While the debate reached no solutions on the PFAS front, Wimberger demonstrated his ability to listen to constituents who carry passion and frustration about issues directly impacting their lives. By the end of the open house, Wimberger conceded to call, directly, the DNR’s Division of Environmental Management Administrator Darsi Foss to try and learn more about progress on the PFAS front.
He made that call while still inside the Maritime Center, with Rich sitting across from him, listening in.
Understandably, Rich remained frustrated and angry over PFAS following the open house, but she admitted, Wimberger listened.
“I’m not mad at him. I don’t hate him,” she said. “I really genuinely like the fact that he talked to me for as long as he did and addressed issues that were important to me.”
But at the end of the day, Rich said she feels Wimberger has a lot more to learn about the specifics of the disruptions PFAS caused to livelihoods, property and the environments in which his constituents work, play, live and raise families.
Wimberger was born and raised in the Green Bay area and graduated from De Pere High School before attending college at St. Cloud State University in Minnesota. He drove a long-haul truck for Schneider National for a year after he graduated, and eventually enrolled at Marquette University Law School in Milwaukee. He took the oath of office Jan. 4 as senator for the 30th Senate District. In a letter to the EagleHerald in February, he stated that he has plans for legislation on important issues like election integrity, improving our infrastructure, and dealing with PFAS contamination. Additionally, as chairman of the Veterans and Military Affairs Committee, and as a Marine, he stated in that letter he plans to do all he can for veterans and their families.
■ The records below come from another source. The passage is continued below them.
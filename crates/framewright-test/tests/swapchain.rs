//! Swapchain negotiation, acquisition and recreation.

use std::sync::Arc;

use ash::vk;
use framewright_gpu::{GpuError, SwapchainState, MIN_SWAPCHAIN_IMAGES};
use framewright_test::{swapchain, test_queue, Call, RecordingDispatch, DEFAULT_IMAGE_COUNT, WINDOW_SIZE};
use glam::IVec2;

fn semaphore() -> vk::Semaphore {
    use ash::vk::Handle;
    vk::Semaphore::from_raw(0xdead)
}

#[test]
fn creation_negotiates_format_extent_and_images() {
    let dispatch = Arc::new(RecordingDispatch::new());
    let swapchain = swapchain(&dispatch, WINDOW_SIZE).unwrap();

    assert_eq!(swapchain.format(), vk::Format::B8G8R8A8_SRGB);
    assert_eq!(swapchain.size(), WINDOW_SIZE);
    assert_eq!(swapchain.image_count(), DEFAULT_IMAGE_COUNT as usize);
    assert_eq!(swapchain.image_views().count(), DEFAULT_IMAGE_COUNT as usize);
    assert_eq!(swapchain.state(), SwapchainState::Ready);

    let descriptor = swapchain.descriptor();
    assert_eq!(descriptor.present_mode, vk::PresentModeKHR::FIFO);
    assert_eq!(descriptor.min_image_count, MIN_SWAPCHAIN_IMAGES);
    assert_eq!(descriptor.color_space, vk::ColorSpaceKHR::SRGB_NONLINEAR);

    let calls = dispatch.calls();
    let wait = calls.iter().position(|c| *c == Call::DeviceWaitIdle).unwrap();
    let create = calls
        .iter()
        .position(|c| matches!(c, Call::CreateSwapchain { .. }))
        .unwrap();
    assert!(wait < create);
}

#[test]
fn defined_surface_extent_wins() {
    let dispatch = Arc::new(RecordingDispatch::new().with_surface_extent(800, 600));
    let swapchain = swapchain(&dispatch, WINDOW_SIZE).unwrap();

    assert_eq!(swapchain.size(), IVec2::new(800, 600));
}

#[test]
fn surface_image_limit_below_three_is_honored() {
    let dispatch = Arc::new(
        RecordingDispatch::new()
            .with_max_image_count(2)
            .with_image_count(2),
    );
    let swapchain = swapchain(&dispatch, WINDOW_SIZE).unwrap();

    assert_eq!(swapchain.descriptor().min_image_count, 2);
    assert_eq!(swapchain.image_count(), 2);
    assert_eq!(
        dispatch.count(|c| matches!(c, Call::CreateSwapchain { min_image_count: 2, .. })),
        1
    );
}

#[test]
fn creation_on_zero_surface_extent_is_an_error() {
    let dispatch = Arc::new(RecordingDispatch::new().with_surface_extent(0, 0));
    let err = swapchain(&dispatch, WINDOW_SIZE).unwrap_err();

    assert!(matches!(err, GpuError::Swapchain(_)));
    assert_eq!(dispatch.count(|c| matches!(c, Call::CreateSwapchain { .. })), 0);
}

#[test]
fn recreate_on_zero_surface_extent_leaves_swapchain_untouched() {
    let dispatch = Arc::new(RecordingDispatch::new());
    let mut swapchain = swapchain(&dispatch, WINDOW_SIZE).unwrap();
    let views: Vec<_> = swapchain.image_views().collect();
    dispatch.set_surface_extent(0, 0);
    dispatch.clear_calls();

    assert!(!swapchain.recreate(WINDOW_SIZE).unwrap());

    assert_eq!(dispatch.calls(), vec![Call::SurfaceCapabilities]);
    assert_eq!(swapchain.size(), WINDOW_SIZE);
    assert_eq!(swapchain.image_views().collect::<Vec<_>>(), views);
}

#[test]
fn creation_fails_without_formats() {
    let dispatch = Arc::new(RecordingDispatch::new().with_surface_formats(Vec::new()));
    let err = swapchain(&dispatch, WINDOW_SIZE).unwrap_err();

    assert!(matches!(err, GpuError::Swapchain(_)));
}

#[test]
fn creation_is_retried_once() {
    let dispatch = Arc::new(RecordingDispatch::new());
    dispatch.fail_next_swapchain(vk::Result::ERROR_INITIALIZATION_FAILED);
    assert!(swapchain(&dispatch, WINDOW_SIZE).is_ok());

    let dispatch = Arc::new(RecordingDispatch::new());
    dispatch.fail_next_swapchain(vk::Result::ERROR_INITIALIZATION_FAILED);
    dispatch.fail_next_swapchain(vk::Result::ERROR_INITIALIZATION_FAILED);
    let err = swapchain(&dispatch, WINDOW_SIZE).unwrap_err();
    assert!(matches!(err, GpuError::Swapchain(_)));
}

#[test]
fn creation_rejects_empty_size() {
    let dispatch = Arc::new(RecordingDispatch::new());
    let err = swapchain(&dispatch, IVec2::new(0, 720)).unwrap_err();

    assert!(matches!(err, GpuError::Swapchain(_)));
}

#[test]
#[should_panic(expected = "still acquired")]
fn second_acquire_before_present_panics() {
    let dispatch = Arc::new(RecordingDispatch::new());
    let mut swapchain = swapchain(&dispatch, WINDOW_SIZE).unwrap();

    assert!(swapchain.acquire_next_image(semaphore()).unwrap().is_some());
    let _ = swapchain.acquire_next_image(semaphore());
}

#[test]
fn acquire_then_present_returns_to_ready() {
    let dispatch = Arc::new(RecordingDispatch::new());
    let mut swapchain = swapchain(&dispatch, WINDOW_SIZE).unwrap();

    for expected in [0, 1, 2, 0] {
        let target = swapchain.acquire_next_image(semaphore()).unwrap().unwrap();
        assert_eq!(swapchain.state(), SwapchainState::Acquired);
        assert_eq!(target.extent.width, 1280);
        assert!(swapchain.base_barrier().is_some());

        assert!(swapchain.present(test_queue(), semaphore()).unwrap());
        assert_eq!(swapchain.state(), SwapchainState::Ready);
        assert_eq!(
            dispatch.calls().last(),
            Some(&Call::Present {
                image_index: expected
            })
        );
    }
    assert!(swapchain.base_barrier().is_none());
}

#[test]
fn out_of_date_acquire_marks_stale() {
    let dispatch = Arc::new(RecordingDispatch::new());
    let mut swapchain = swapchain(&dispatch, WINDOW_SIZE).unwrap();

    dispatch.script_acquire(Err(vk::Result::ERROR_OUT_OF_DATE_KHR));
    assert!(swapchain.acquire_next_image(semaphore()).unwrap().is_none());
    assert_eq!(swapchain.state(), SwapchainState::Stale);

    assert!(swapchain.recreate(WINDOW_SIZE).unwrap());
    assert_eq!(swapchain.state(), SwapchainState::Ready);
}

#[test]
fn acquire_while_stale_skips_the_driver() {
    let dispatch = Arc::new(RecordingDispatch::new());
    let mut swapchain = swapchain(&dispatch, WINDOW_SIZE).unwrap();

    dispatch.script_acquire(Err(vk::Result::ERROR_OUT_OF_DATE_KHR));
    assert!(swapchain.acquire_next_image(semaphore()).unwrap().is_none());
    dispatch.clear_calls();

    assert!(swapchain.acquire_next_image(semaphore()).unwrap().is_none());
    assert!(dispatch.calls().is_empty());
    assert_eq!(swapchain.state(), SwapchainState::Stale);

    assert!(swapchain.recreate(WINDOW_SIZE).unwrap());
    assert!(swapchain.acquire_next_image(semaphore()).unwrap().is_some());
}

#[test]
fn out_of_date_present_marks_stale() {
    let dispatch = Arc::new(RecordingDispatch::new());
    let mut swapchain = swapchain(&dispatch, WINDOW_SIZE).unwrap();

    swapchain.acquire_next_image(semaphore()).unwrap().unwrap();
    dispatch.script_present(Err(vk::Result::ERROR_OUT_OF_DATE_KHR));
    assert!(!swapchain.present(test_queue(), semaphore()).unwrap());
    assert_eq!(swapchain.state(), SwapchainState::Stale);
}

#[test]
fn acquire_errors_are_reported() {
    let dispatch = Arc::new(RecordingDispatch::new());
    let mut swapchain = swapchain(&dispatch, WINDOW_SIZE).unwrap();

    dispatch.script_acquire(Err(vk::Result::TIMEOUT));
    assert!(matches!(
        swapchain.acquire_next_image(semaphore()),
        Err(GpuError::FenceTimeout { .. })
    ));

    dispatch.script_acquire(Ok(7));
    assert!(matches!(
        swapchain.acquire_next_image(semaphore()),
        Err(GpuError::InvalidState(_))
    ));

    dispatch.script_acquire(Err(vk::Result::ERROR_DEVICE_LOST));
    assert!(matches!(
        swapchain.acquire_next_image(semaphore()),
        Err(GpuError::Vulkan(vk::Result::ERROR_DEVICE_LOST))
    ));
    assert_eq!(swapchain.state(), SwapchainState::Ready);
}

#[test]
fn present_without_acquire_is_rejected() {
    let dispatch = Arc::new(RecordingDispatch::new());
    let mut swapchain = swapchain(&dispatch, WINDOW_SIZE).unwrap();

    assert!(matches!(
        swapchain.present(test_queue(), semaphore()),
        Err(GpuError::InvalidState(_))
    ));
}

#[test]
fn recreate_with_invalid_size_leaves_swapchain_untouched() {
    let dispatch = Arc::new(RecordingDispatch::new());
    let mut swapchain = swapchain(&dispatch, WINDOW_SIZE).unwrap();
    let views: Vec<_> = swapchain.image_views().collect();
    dispatch.clear_calls();

    for size in [IVec2::ZERO, IVec2::new(0, 480), IVec2::new(640, 0), IVec2::new(-640, 480)] {
        assert!(!swapchain.recreate(size).unwrap());
    }

    assert!(dispatch.calls().is_empty());
    assert_eq!(swapchain.size(), WINDOW_SIZE);
    assert_eq!(swapchain.image_views().collect::<Vec<_>>(), views);
}

#[test]
fn recreate_replaces_views_and_swapchain() {
    let dispatch = Arc::new(RecordingDispatch::new());
    let mut swapchain = swapchain(&dispatch, WINDOW_SIZE).unwrap();
    let old_views: Vec<_> = swapchain.image_views().collect();
    dispatch.clear_calls();

    assert!(swapchain.recreate(IVec2::new(640, 480)).unwrap());

    assert_eq!(swapchain.size(), IVec2::new(640, 480));
    for view in &old_views {
        assert_eq!(
            dispatch.count(|c| *c == Call::DestroyImageView(*view)),
            1
        );
    }
    assert_eq!(dispatch.count(|c| matches!(c, Call::DestroySwapchain(_))), 1);
    assert_eq!(
        dispatch.count(|c| matches!(c, Call::CreateImageView(_))),
        DEFAULT_IMAGE_COUNT as usize
    );
}
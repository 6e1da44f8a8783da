//! Move-only ownership of values that need explicit release.
//!
//! Vulkan handles are plain `Copy` integers, so nothing stops two owners
//! from destroying the same object. [`Scoped`] pairs a value with the
//! strategy that releases it and is itself not `Clone`, which gives the
//! value a single owner. A value equal to `T::default()` (the null handle)
//! is never released.

use std::fmt;
use std::ops::Deref;

/// Strategy that releases a value of type `T`.
pub trait Release<T> {
    /// Release `value`. Never called with `T::default()`.
    fn release(&self, value: T);
}

impl<T, F: Fn(T)> Release<T> for F {
    fn release(&self, value: T) {
        self(value);
    }
}

/// Single owner of a value plus the strategy that releases it on drop.
pub struct Scoped<T, R>
where
    T: Default + PartialEq,
    R: Release<T>,
{
    value: T,
    releaser: R,
}

impl<T, R> Scoped<T, R>
where
    T: Default + PartialEq,
    R: Release<T>,
{
    /// Take ownership of `value`.
    pub const fn new(value: T, releaser: R) -> Self {
        Self { value, releaser }
    }

    /// Borrow the owned value.
    #[inline]
    pub const fn get(&self) -> &T {
        &self.value
    }

    /// Mutably borrow one part of the owned value.
    ///
    /// The value as a whole is only swapped through
    /// [`replace`](Self::replace), which releases the previous one.
    #[inline]
    pub fn project_mut<U>(&mut self, project: fn(&mut T) -> &mut U) -> &mut U {
        project(&mut self.value)
    }

    /// Whether the owned value is the null sentinel.
    #[inline]
    pub fn is_null(&self) -> bool {
        self.value == T::default()
    }

    /// The release strategy.
    #[inline]
    pub const fn releaser(&self) -> &R {
        &self.releaser
    }

    /// Give up ownership without releasing.
    pub fn take(mut self) -> T {
        std::mem::take(&mut self.value)
    }

    /// Release the current value now and leave the null sentinel behind.
    pub fn reset(&mut self) {
        let value = std::mem::take(&mut self.value);
        if value != T::default() {
            self.releaser.release(value);
        }
    }

    /// Release the current value and take ownership of `value`.
    pub fn replace(&mut self, value: T) {
        self.reset();
        self.value = value;
    }
}

impl<T, R> Deref for Scoped<T, R>
where
    T: Default + PartialEq,
    R: Release<T>,
{
    type Target = T;

    fn deref(&self) -> &T {
        &self.value
    }
}

impl<T, R> Drop for Scoped<T, R>
where
    T: Default + PartialEq,
    R: Release<T>,
{
    fn drop(&mut self) {
        self.reset();
    }
}

impl<T, R> fmt::Debug for Scoped<T, R>
where
    T: Default + PartialEq + fmt::Debug,
    R: Release<T>,
{
    fn fmt(&self, f: &mut fmt::Formatter<'_>) -> fmt::Result {
        f.debug_tuple("Scoped").field(&self.value).finish()
    }
}

#[cfg(test)]
mod tests {
    use super::*;
    use std::cell::RefCell;

    #[test]
    fn releases_once_on_drop() {
        let released = RefCell::new(Vec::new());
        {
            let _scoped = Scoped::new(7_u64, |v: u64| released.borrow_mut().push(v));
        }
        assert_eq!(*released.borrow(), vec![7]);
    }

    #[test]
    fn null_value_is_never_released() {
        let released = RefCell::new(Vec::new());
        {
            let scoped = Scoped::new(0_u64, |v: u64| released.borrow_mut().push(v));
            assert!(scoped.is_null());
        }
        assert!(released.borrow().is_empty());
    }

    #[test]
    fn take_moves_ownership_out() {
        let released = RefCell::new(Vec::new());
        let scoped = Scoped::new(3_u64, |v: u64| released.borrow_mut().push(v));
        assert_eq!(scoped.take(), 3);
        assert!(released.borrow().is_empty());
    }

    #[test]
    fn replace_releases_previous_value() {
        let released = RefCell::new(Vec::new());
        {
            let mut scoped = Scoped::new(1_u64, |v: u64| released.borrow_mut().push(v));
            scoped.replace(2);
            assert_eq!(*scoped, 2);
        }
        assert_eq!(*released.borrow(), vec![1, 2]);
    }

    #[derive(Debug, Default, PartialEq)]
    struct Slot {
        handle: u64,
        writes: u32,
    }

    #[test]
    fn projected_edits_keep_the_owned_handle() {
        let released = RefCell::new(Vec::new());
        {
            let mut scoped = Scoped::new(Slot { handle: 4, writes: 0 }, |v: Slot| {
                released.borrow_mut().push(v);
            });
            *scoped.project_mut(|slot| &mut slot.writes) += 2;
            assert_eq!(scoped.handle, 4);
        }
        assert_eq!(*released.borrow(), vec![Slot { handle: 4, writes: 2 }]);
    }

    #[test]
    fn moving_transfers_the_single_release() {
        let released = RefCell::new(Vec::new());
        {
            let first = Scoped::new(5_u64, |v: u64| released.borrow_mut().push(v));
            let second = first;
            assert_eq!(*second.get(), 5);
        }
        assert_eq!(*released.borrow(), vec![5]);
    }
}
The drive behind Wimberger’s visit entailed learning about his constituents, their communities and the issues they face. He also recognized the strengths and potential in Marinette, such as the big developments underway at Fincantieri Marinette Marine in preparation for the shipyard’s new contract to construct the U.S. Navy’s advanced Constellation class frigate.
“I’m just trying to figure out what needs to be figured out the best I can,” he said. “It’s a nice thing to see the development up here.”